Collected data entries:
________________________

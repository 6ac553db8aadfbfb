//! Dataset export document
//!
//! The JSON written by `prefset build`: run metadata, class and provenance
//! counts, then every example tagged with its split. Train examples come
//! first, test examples second. Feature vectors are included only when a
//! pipeline is given.

use crate::dataset::{LabeledExample, TrainingSet};
use crate::features::FeaturePipeline;
use crate::sampler::{NegativeKind, NegativeSampler};
use chrono::{DateTime, Utc};
use prefset_common::Result;
use serde::Serialize;
use uuid::Uuid;

/// Which part of a split an example belongs to
#[derive(Debug, Clone, Copy, PartialEq, Eq, Serialize)]
#[serde(rename_all = "lowercase")]
pub enum Split {
    Train,
    Test,
}

#[derive(Debug, Clone, Serialize)]
pub struct DatasetExport {
    pub run_id: Uuid,
    pub generated_at: DateTime<Utc>,
    pub seed: u64,
    pub ratio: usize,
    pub positives: usize,
    pub negatives: usize,
    pub hard_negatives: usize,
    pub random_negatives: usize,
    /// `None` when features were skipped
    pub feature_dim: Option<usize>,
    pub examples: Vec<ExampleExport>,
}

#[derive(Debug, Clone, Serialize)]
pub struct ExampleExport {
    pub track_id: String,
    pub artist: String,
    pub title: String,
    pub label: u8,
    pub provenance: Option<NegativeKind>,
    pub split: Split,
    #[serde(skip_serializing_if = "Option::is_none")]
    pub features: Option<Vec<f32>>,
}

impl DatasetExport {
    /// Assemble the export for a train/test split of one training set
    ///
    /// # Errors
    /// Propagates feature pipeline failures.
    pub fn assemble(
        train: &TrainingSet,
        test: &TrainingSet,
        sampler: &NegativeSampler,
        pipeline: Option<&FeaturePipeline>,
    ) -> Result<Self> {
        let mut examples = Vec::with_capacity(train.len() + test.len());
        append_examples(&mut examples, train, Split::Train, pipeline)?;
        append_examples(&mut examples, test, Split::Test, pipeline)?;

        let count_kind = |kind| train.count_provenance(kind) + test.count_provenance(kind);

        Ok(Self {
            run_id: Uuid::new_v4(),
            generated_at: Utc::now(),
            seed: sampler.seed(),
            ratio: sampler.ratio(),
            positives: train.positive_count() + test.positive_count(),
            negatives: train.negative_count() + test.negative_count(),
            hard_negatives: count_kind(NegativeKind::Hard),
            random_negatives: count_kind(NegativeKind::Random),
            feature_dim: pipeline.map(FeaturePipeline::dim),
            examples,
        })
    }

    pub fn split_count(&self, split: Split) -> usize {
        self.examples.iter().filter(|e| e.split == split).count()
    }
}

fn append_examples(
    out: &mut Vec<ExampleExport>,
    set: &TrainingSet,
    split: Split,
    pipeline: Option<&FeaturePipeline>,
) -> Result<()> {
    let mut rows = match pipeline {
        Some(pipeline) => Some(set.features(pipeline)?.into_rows().into_iter()),
        None => None,
    };

    for LabeledExample {
        track,
        label,
        provenance,
    } in &set.examples
    {
        out.push(ExampleExport {
            track_id: track.track_id.clone(),
            artist: track.artist.clone(),
            title: track.title.clone(),
            label: *label,
            provenance: *provenance,
            split,
            features: rows.as_mut().and_then(|rows| rows.next()),
        });
    }
    Ok(())
}
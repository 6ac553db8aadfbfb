//! Negative Sampler
//!
//! Draws negative examples for a user's positive set from a large candidate
//! pool using a mixed policy:
//! - **Hard negatives**: other tracks by artists the user already likes
//! - **Random negatives**: anything else in the pool
//!
//! # Sampling Policy
//! Given `n` positives and a ratio `r`, `n * r` negatives are requested.
//! 1. Drop pool candidates whose normalized (artist, title) key matches a
//!    positive, and collapse duplicate keys within the pool (first wins)
//! 2. Hard pool = remaining candidates whose artist matches a positive artist
//! 3. Draw `min(|hard pool|, n * r / 2)` hard negatives without replacement
//! 4. Fill the rest from every remaining candidate not already drawn
//!
//! A pool that is too small yields an undersized sample, never an error.
//! Draws come from a seeded RNG so repeated runs produce the same sample.

use prefset_common::config::SamplingConfig;
use prefset_common::{TrackKey, TrackRecord};
use rand::rngs::StdRng;
use rand::seq::index;
use rand::SeedableRng;
use serde::{Deserialize, Serialize};
use std::collections::HashSet;
use std::fmt;
use tracing::{debug, info};

/// Negatives requested per positive when not configured
pub const DEFAULT_RATIO: usize = 3;

/// Sampling seed when not configured
pub const DEFAULT_SEED: u64 = 42;

/// How a negative example was chosen
#[derive(Debug, Clone, Copy, PartialEq, Eq, Hash, Serialize, Deserialize)]
#[serde(rename_all = "lowercase")]
pub enum NegativeKind {
    /// Same artist as a positive, different track
    Hard,
    /// Unrelated candidate
    Random,
}

impl fmt::Display for NegativeKind {
    fn fmt(&self, f: &mut fmt::Formatter<'_>) -> fmt::Result {
        match self {
            NegativeKind::Hard => write!(f, "hard"),
            NegativeKind::Random => write!(f, "random"),
        }
    }
}

/// A sampled negative with its provenance
#[derive(Debug, Clone, PartialEq)]
pub struct Negative {
    pub track: TrackRecord,
    pub kind: NegativeKind,
}

/// Result of one sampling pass
#[derive(Debug, Clone, Default)]
pub struct NegativeSample {
    /// Hard negatives first, then random negatives
    pub negatives: Vec<Negative>,
    /// Negatives requested (`positives * ratio`)
    pub requested: usize,
    /// Unique pool candidates left after dropping positives
    pub eligible: usize,
}

impl NegativeSample {
    pub fn len(&self) -> usize {
        self.negatives.len()
    }

    pub fn is_empty(&self) -> bool {
        self.negatives.is_empty()
    }

    pub fn hard_count(&self) -> usize {
        self.count_kind(NegativeKind::Hard)
    }

    pub fn random_count(&self) -> usize {
        self.count_kind(NegativeKind::Random)
    }

    /// True when the pool could not supply every requested negative
    pub fn is_undersized(&self) -> bool {
        self.negatives.len() < self.requested
    }

    fn count_kind(&self, kind: NegativeKind) -> usize {
        self.negatives.iter().filter(|n| n.kind == kind).count()
    }
}

/// Seeded hard/random negative sampler
#[derive(Debug, Clone)]
pub struct NegativeSampler {
    ratio: usize,
    seed: u64,
}

impl NegativeSampler {
    pub fn new(ratio: usize, seed: u64) -> Self {
        Self { ratio, seed }
    }

    pub fn from_config(config: &SamplingConfig) -> Self {
        Self::new(config.ratio, config.seed)
    }

    pub fn ratio(&self) -> usize {
        self.ratio
    }

    pub fn seed(&self) -> u64 {
        self.seed
    }

    /// Draw up to `positives.len() * ratio` negatives from `pool`
    ///
    /// # Arguments
    /// * `positives` - Tracks the user likes
    /// * `pool` - Candidate tracks; may contain positives and duplicates
    ///
    /// # Returns
    /// Negatives tagged hard or random. No returned negative shares a
    /// normalized key with any positive.
    pub fn sample(&self, positives: &[TrackRecord], pool: &[TrackRecord]) -> NegativeSample {
        let requested = positives.len().saturating_mul(self.ratio);

        let positive_keys: HashSet<TrackKey> = positives.iter().map(TrackRecord::key).collect();
        let positive_artists: HashSet<String> = positives
            .iter()
            .map(TrackRecord::artist_key)
            .filter(|artist| !artist.is_empty())
            .collect();

        let eligible = eligible_candidates(pool, &positive_keys);
        debug!(
            pool_size = pool.len(),
            eligible = eligible.len(),
            "Deduplicated candidate pool against positives"
        );

        let hard_pool: Vec<usize> = eligible
            .iter()
            .enumerate()
            .filter(|(_, track)| positive_artists.contains(&track.artist_key()))
            .map(|(i, _)| i)
            .collect();

        let mut rng = StdRng::seed_from_u64(self.seed);

        // Hard negatives: at most half of the request
        let hard_target = hard_pool.len().min(requested / 2);
        let hard_picks: Vec<usize> = index::sample(&mut rng, hard_pool.len(), hard_target)
            .into_iter()
            .map(|i| hard_pool[i])
            .collect();
        let taken: HashSet<usize> = hard_picks.iter().copied().collect();

        // Random negatives: everything not yet drawn, hard pool leftovers included
        let remaining: Vec<usize> = (0..eligible.len()).filter(|i| !taken.contains(i)).collect();
        let random_target = requested - hard_picks.len();
        let random_picks: Vec<usize> = if remaining.len() <= random_target {
            remaining
        } else {
            index::sample(&mut rng, remaining.len(), random_target)
                .into_iter()
                .map(|i| remaining[i])
                .collect()
        };

        let mut negatives = Vec::with_capacity(hard_picks.len() + random_picks.len());
        negatives.extend(hard_picks.into_iter().map(|i| Negative {
            track: eligible[i].clone(),
            kind: NegativeKind::Hard,
        }));
        negatives.extend(random_picks.into_iter().map(|i| Negative {
            track: eligible[i].clone(),
            kind: NegativeKind::Random,
        }));

        let sample = NegativeSample {
            negatives,
            requested,
            eligible: eligible.len(),
        };

        info!(
            ratio = self.ratio,
            requested = sample.requested,
            hard = sample.hard_count(),
            random = sample.random_count(),
            total = sample.len(),
            "Negative sampling complete"
        );
        if sample.is_undersized() {
            info!(
                requested = sample.requested,
                available = sample.len(),
                "Candidate pool smaller than requested, returning all eligible candidates"
            );
        }

        sample
    }
}

impl Default for NegativeSampler {
    fn default() -> Self {
        Self::new(DEFAULT_RATIO, DEFAULT_SEED)
    }
}

/// Pool candidates that are not positives, one per normalized key
fn eligible_candidates<'a>(
    pool: &'a [TrackRecord],
    positive_keys: &HashSet<TrackKey>,
) -> Vec<&'a TrackRecord> {
    let mut seen = HashSet::new();
    pool.iter()
        .filter(|track| {
            let key = track.key();
            !positive_keys.contains(&key) && seen.insert(key)
        })
        .collect()
}

#[cfg(test)]
mod tests {
    use super::*;

    fn track(id: &str, artist: &str, title: &str) -> TrackRecord {
        TrackRecord::new(id, artist, title)
    }

    fn positives() -> Vec<TrackRecord> {
        vec![
            track("p1", "Radiohead", "Creep"),
            track("p2", "Radiohead", "Karma Police"),
        ]
    }

    #[test]
    fn test_default_sampler() {
        let sampler = NegativeSampler::default();
        assert_eq!(sampler.ratio(), 3);
        assert_eq!(sampler.seed(), 42);
    }

    #[test]
    fn test_positive_keys_never_sampled() {
        let pool = vec![
            track("c1", "RADIOHEAD", " creep "),
            track("c2", "Radiohead", "No Surprises"),
            track("c3", "Muse", "Uprising"),
        ];
        let sample = NegativeSampler::new(3, 42).sample(&positives(), &pool);

        assert_eq!(sample.eligible, 2);
        assert_eq!(sample.len(), 2);
        assert!(sample.negatives.iter().all(|n| n.track.track_id != "c1"));
    }

    #[test]
    fn test_huge_ratio_saturates() {
        let sample = NegativeSampler::new(usize::MAX, 42).sample(&positives(), &[]);
        assert_eq!(sample.requested, usize::MAX);
        assert!(sample.is_empty());

        let pool = vec![track("c1", "Radiohead", "Nude"), track("c2", "Other", "Song")];
        let sample = NegativeSampler::new(usize::MAX, 42).sample(&positives(), &pool);
        assert_eq!(sample.len(), 2);
        assert_eq!(sample.hard_count(), 1);
    }

    #[test]
    fn test_duplicate_pool_keys_collapse() {
        let pool = vec![
            track("c1", "Muse", "Uprising"),
            track("c2", "muse", "UPRISING"),
            track("c3", "Muse", "Hysteria"),
        ];
        let sample = NegativeSampler::new(3, 42).sample(&positives(), &pool);
        assert_eq!(sample.eligible, 2);
        assert_eq!(sample.len(), 2);
    }

    #[test]
    fn test_hard_negatives_capped_at_half() {
        let mut pool: Vec<TrackRecord> = (0..20)
            .map(|i| track(&format!("h{}", i), "Radiohead", &format!("B-side {}", i)))
            .collect();
        pool.extend((0..20).map(|i| track(&format!("r{}", i), "Other", &format!("Song {}", i))));

        // 2 positives * 3 = 6 requested, at most 3 hard
        let sample = NegativeSampler::new(3, 42).sample(&positives(), &pool);
        assert_eq!(sample.requested, 6);
        assert_eq!(sample.len(), 6);
        assert_eq!(sample.hard_count(), 3);
        assert_eq!(sample.random_count(), 3);
        for negative in &sample.negatives {
            if negative.kind == NegativeKind::Hard {
                assert_eq!(negative.track.artist, "Radiohead");
            }
        }
    }

    #[test]
    fn test_no_hard_pool_all_random() {
        let pool: Vec<TrackRecord> = (0..10)
            .map(|i| track(&format!("r{}", i), "Other", &format!("Song {}", i)))
            .collect();
        let sample = NegativeSampler::new(3, 42).sample(&positives(), &pool);
        assert_eq!(sample.hard_count(), 0);
        assert_eq!(sample.random_count(), 6);
    }

    #[test]
    fn test_small_hard_pool_filled_by_random() {
        let mut pool = vec![track("h1", "Radiohead", "Airbag")];
        pool.extend((0..10).map(|i| track(&format!("r{}", i), "Other", &format!("Song {}", i))));
        let sample = NegativeSampler::new(3, 42).sample(&positives(), &pool);
        assert_eq!(sample.hard_count(), 1);
        assert_eq!(sample.random_count(), 5);
    }

    #[test]
    fn test_same_seed_same_sample() {
        let pool: Vec<TrackRecord> = (0..50)
            .map(|i| track(&format!("r{}", i), &format!("Artist {}", i % 7), &format!("Song {}", i)))
            .collect();
        let a = NegativeSampler::new(3, 7).sample(&positives(), &pool);
        let b = NegativeSampler::new(3, 7).sample(&positives(), &pool);
        assert_eq!(a.negatives, b.negatives);
    }

    #[test]
    fn test_empty_positives_request_nothing() {
        let pool = vec![track("c1", "Muse", "Uprising")];
        let sample = NegativeSampler::new(3, 42).sample(&[], &pool);
        assert_eq!(sample.requested, 0);
        assert!(sample.is_empty());
        assert!(!sample.is_undersized());
    }

    #[test]
    fn test_negative_kind_serialization() {
        assert_eq!(serde_json::to_string(&NegativeKind::Hard).unwrap(), "\"hard\"");
        assert_eq!(NegativeKind::Random.to_string(), "random");
    }
}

________________________

§ WHAT TO PRODUCE
Go through the entries above, and wherever a line holds the word "when", copy that line.

§ TASK RESULT
//! first, test examples second. Feature vectors are included only when a
    /// `None` when features were skipped
/// Negatives requested per positive when not configured
/// Sampling seed when not configured
    /// True when the pool could not supply every requested negative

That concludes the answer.